In January I was forwarded an article from the March, 2023 edition of Science Robotics titled A Robotic Honeycomb for Interaction with a Honeybee Colony, by Rafael Barmark et al. Using the language of the report, it described ‘a robotic system designed to observe and modulate the winter bee cluster using an array of thermal sensors and actuators . The robotic system was able to observe the colony by continuously collecting spatiotemporal thermal profiles of the winter cluster, to modulate the bees’ response to dynamic thermal stimulation, and, after identifying the thermal collapse of a colony, to create a “life-support” mode via its thermal actuators.’
In layman’s language, these sensors, embedded in the comb, not only measure and observe the movement of the winter cluster but, in the case of a weak colony, can be activated to modulate the temperature in the cells, supposedly to augment their survival.
This is the culmination, but not the endpoint, of what Randy Oliver calls the 4th Agricultural Revolution. The first was the invention of agriculture some 12 000 years ago, followed by its industrialization starting in the late 18th century and culminating in the use of the internal combustion engine in the form of tractors and trucks. The third is what Randy calls the Green Revolution, which in my estimation started when the Soviets successfully launched a manned space rocket, Sputnik. Besides emphasizing math and science in schools (often at the cost of art and music) American farmers were encouraged to ‘farm fencerow to fencerow,’ so that the US would be agriculturally self-sufficient; this meant, among other things, that the hedgerows, so vital to birds, insects, animals and wild flowers, were plowed under. Perhaps the best known aspect of the Green Revolution was the production of high yield crops, especially rice and corn, not least in India, but with it came some significant downsides – a population explosion, heavy use of synthetic fertilizers, cheap labor, heavy use of water and increased use of pesticides, not to mention increased costs which affected many small farmers dearly – and which I described at length in a previous column.

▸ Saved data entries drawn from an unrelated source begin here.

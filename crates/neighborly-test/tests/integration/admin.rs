#![allow(clippy::expect_used, clippy::unwrap_used)]
//! Allow-list administration, the dashboard and the audit log.

use salvo::http::StatusCode;
use serde_json::json;

use crate::helpers::*;

#[test_log::test(tokio::test)]
async fn residents_are_kept_out_of_admin_pages() {
    let app = TestApp::new().await;
    let token = app.resident("neighbor@example.com").await;

    for path in ["/api/admin/dashboard", "/api/admin/audit-log", "/api/allowed-emails"] {
        TestRequest::get(path)
            .bearer(&token)
            .send(&app.service)
            .await
            .assert_status(StatusCode::FORBIDDEN)
            .assert_error("Admin access required");
    }

    TestRequest::post("/api/allowed-emails")
        .bearer(&token)
        .json(&json!({ "email": "friend@example.com" }))
        .send(&app.service)
        .await
        .assert_status(StatusCode::FORBIDDEN);
}

/// ## Summary
/// An administrator whitelists an address; the new neighbor can then sign
/// in.
#[test_log::test(tokio::test)]
async fn admin_whitelists_a_new_neighbor() {
    let app = TestApp::new().await;
    let admin = app.admin().await;

    let entry = TestRequest::post("/api/allowed-emails")
        .bearer(&admin)
        .json(&json!({ "email": "  New@Example.com " }))
        .send(&app.service)
        .await
        .assert_status(StatusCode::CREATED)
        .assert_header_contains("x-revalidate", "/admin")
        .json();
    assert_eq!(entry["email"], "new@example.com");

    TestRequest::post("/api/allowed-emails")
        .bearer(&admin)
        .json(&json!({ "email": "new@example.com" }))
        .send(&app.service)
        .await
        .assert_status(StatusCode::CONFLICT);

    TestRequest::post("/api/allowed-emails")
        .bearer(&admin)
        .json(&json!({ "email": "nope" }))
        .send(&app.service)
        .await
        .assert_status(StatusCode::BAD_REQUEST);

    let token = app.sign_in("new@example.com").await;
    assert!(!token.is_empty());
}

#[test_log::test(tokio::test)]
async fn bulk_paste_reports_each_outcome() {
    let app = TestApp::new().await;
    let admin = app.admin().await;
    app.whitelist("a@example.com", None).await;

    let outcome = TestRequest::post("/api/allowed-emails/bulk")
        .bearer(&admin)
        .json(&json!({ "emails": "a@example.com\nb@example.com; c@example.com, broken@nodot" }))
        .send(&app.service)
        .await
        .assert_status(StatusCode::OK)
        .json();
    assert_eq!(outcome["inserted"], 2);
    assert_eq!(outcome["skipped"], 1);
    assert_eq!(outcome["invalid"], json!(["broken@nodot"]));

    let entries = TestRequest::get("/api/allowed-emails")
        .bearer(&admin)
        .send(&app.service)
        .await
        .json();
    // a, b, c and the seeded bootstrap admin
    assert_eq!(entries.as_array().expect("entries").len(), 4);
}

#[test_log::test(tokio::test)]
async fn dashboard_counts_and_recent_rows() {
    let app = TestApp::new().await;
    let admin = app.admin().await;
    let home = app.seed_residence("12", "Okafor").await;
    app.seed_residence("14", "Lindqvist").await;
    let token = app.resident("neighbor@example.com").await;

    TestRequest::post("/api/profile/claim")
        .bearer(&token)
        .json(&json!({ "residence_id": home.id }))
        .send(&app.service)
        .await
        .assert_status(StatusCode::OK);

    TestRequest::post("/api/clubs")
        .bearer(&token)
        .json(&json!({ "name": "Garden Club", "description": "Plants" }))
        .send(&app.service)
        .await
        .assert_status(StatusCode::CREATED);

    let dashboard = TestRequest::get("/api/admin/dashboard")
        .bearer(&admin)
        .send(&app.service)
        .await
        .assert_status(StatusCode::OK)
        .json();
    let counts = &dashboard["counts"];
    assert_eq!(counts["residences"], 2);
    assert_eq!(counts["claimed_residences"], 1);
    assert_eq!(counts["users"], 2);
    assert_eq!(counts["clubs"], 1);
    assert_eq!(counts["events"], 0);
    assert_eq!(dashboard["recent_residences"].as_array().expect("rows").len(), 2);
    assert_eq!(dashboard["allowed_emails"][0]["email"], "neighbor@example.com");
}

/// ## Summary
/// Claims and administrator writes land in the audit log, newest first,
/// and the limit is honored.
#[test_log::test(tokio::test)]
async fn audit_log_records_sensitive_writes() {
    let app = TestApp::new().await;
    let admin = app.admin().await;
    let home = app.seed_residence("12", "Okafor").await;
    let token = app.resident("neighbor@example.com").await;

    TestRequest::post("/api/allowed-emails")
        .bearer(&admin)
        .json(&json!({ "email": "later@example.com" }))
        .send(&app.service)
        .await
        .assert_status(StatusCode::CREATED);

    TestRequest::post("/api/profile/claim")
        .bearer(&token)
        .json(&json!({ "residence_id": home.id }))
        .send(&app.service)
        .await
        .assert_status(StatusCode::OK);

    let log = TestRequest::get("/api/admin/audit-log")
        .bearer(&admin)
        .send(&app.service)
        .await
        .assert_status(StatusCode::OK)
        .json();
    let entries = log.as_array().expect("entries");
    assert_eq!(entries.len(), 2);
    assert_eq!(entries[0]["action"], "claim");
    assert_eq!(entries[0]["resource_type"], "residence");
    assert_eq!(entries[0]["new_values"]["is_claimed"], true);
    assert_eq!(entries[1]["action"], "create");
    assert_eq!(entries[1]["resource_type"], "allowed_email");

    let limited = TestRequest::get("/api/admin/audit-log?limit=1")
        .bearer(&admin)
        .send(&app.service)
        .await
        .json();
    assert_eq!(limited.as_array().expect("entries").len(), 1);
}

The fourth revolution introduced electronic technology in which Randy includes the internet, Artificial Intelligence, biotechnology, gene editing, robotic labor, precision dispensing of chemicals, vertical farming and alternative energy sources.
And we cannot expect honey bees to be unaffected by this process.
On the same day I received the article from Science Robotics, I read Anne Murphy Paul’s description of Charles Darwin’s famous voyage starting in 1831. The 22 year old, torn between following a career as a doctor, a parson, or one that allowed for his burgeoning interest in natural history, received a letter from his former tutor at Cambridge University informing him of a position as a naturalist on a two year expedition aboard the HMS Beagle.
He had never kept a journal before but began to do so under the influence of the experienced ship’s captain, Robert FitzRoy, whose naval training had taught him to keep a precise record of everything happening aboard the ship and of every detail of the ocean-going environment. Each day the two men ate lunch together, after which FitzRoy wrote up both the ship’s log and his personal journal. Darwin followed suite : his field notebooks, his scientific journal and his personal diary were updated daily as the two years of the expedition turned into almost five.
Recording such data requires close observation of one’s surroundings, the ability to run through a mental checklist of features that might be recorded, and the skill to organize them clearly. In addition, the process of taking notes in the field requires us to select, discriminate and evaluate (ie. higher order thinking skills) which in turn lead to deeper observation.
Beekeeping technology is rapidly becoming more copious and more intrusive, yet each of us has access to pen and paper. When asked, most beekeepers acknowledge the importance of keeping good notes, and yet only a minority actually do so. It’s like checking for varroa – we know the importance of monthly mite checks, yet only a few do it. And taking notes is the first step; what is critical is using that recorded data to make decisions for the benefit of the bees as well as for one’s own professional awareness and development.

HMS Beagle returned to Plymouth Sound on October 2, 1836. Darwin spent the next three years processing those boxes of note books and another twenty years discussing and refining his conclusions, until the eventual publication of The Origin of the Species in November, 1859.
With the plethora of technology available today, it is easy to forget that a pencil and a notebook in the hands of a young Charles Darwin were key to developing a theory that would change our perception of the world, even as it did not seem so at the time.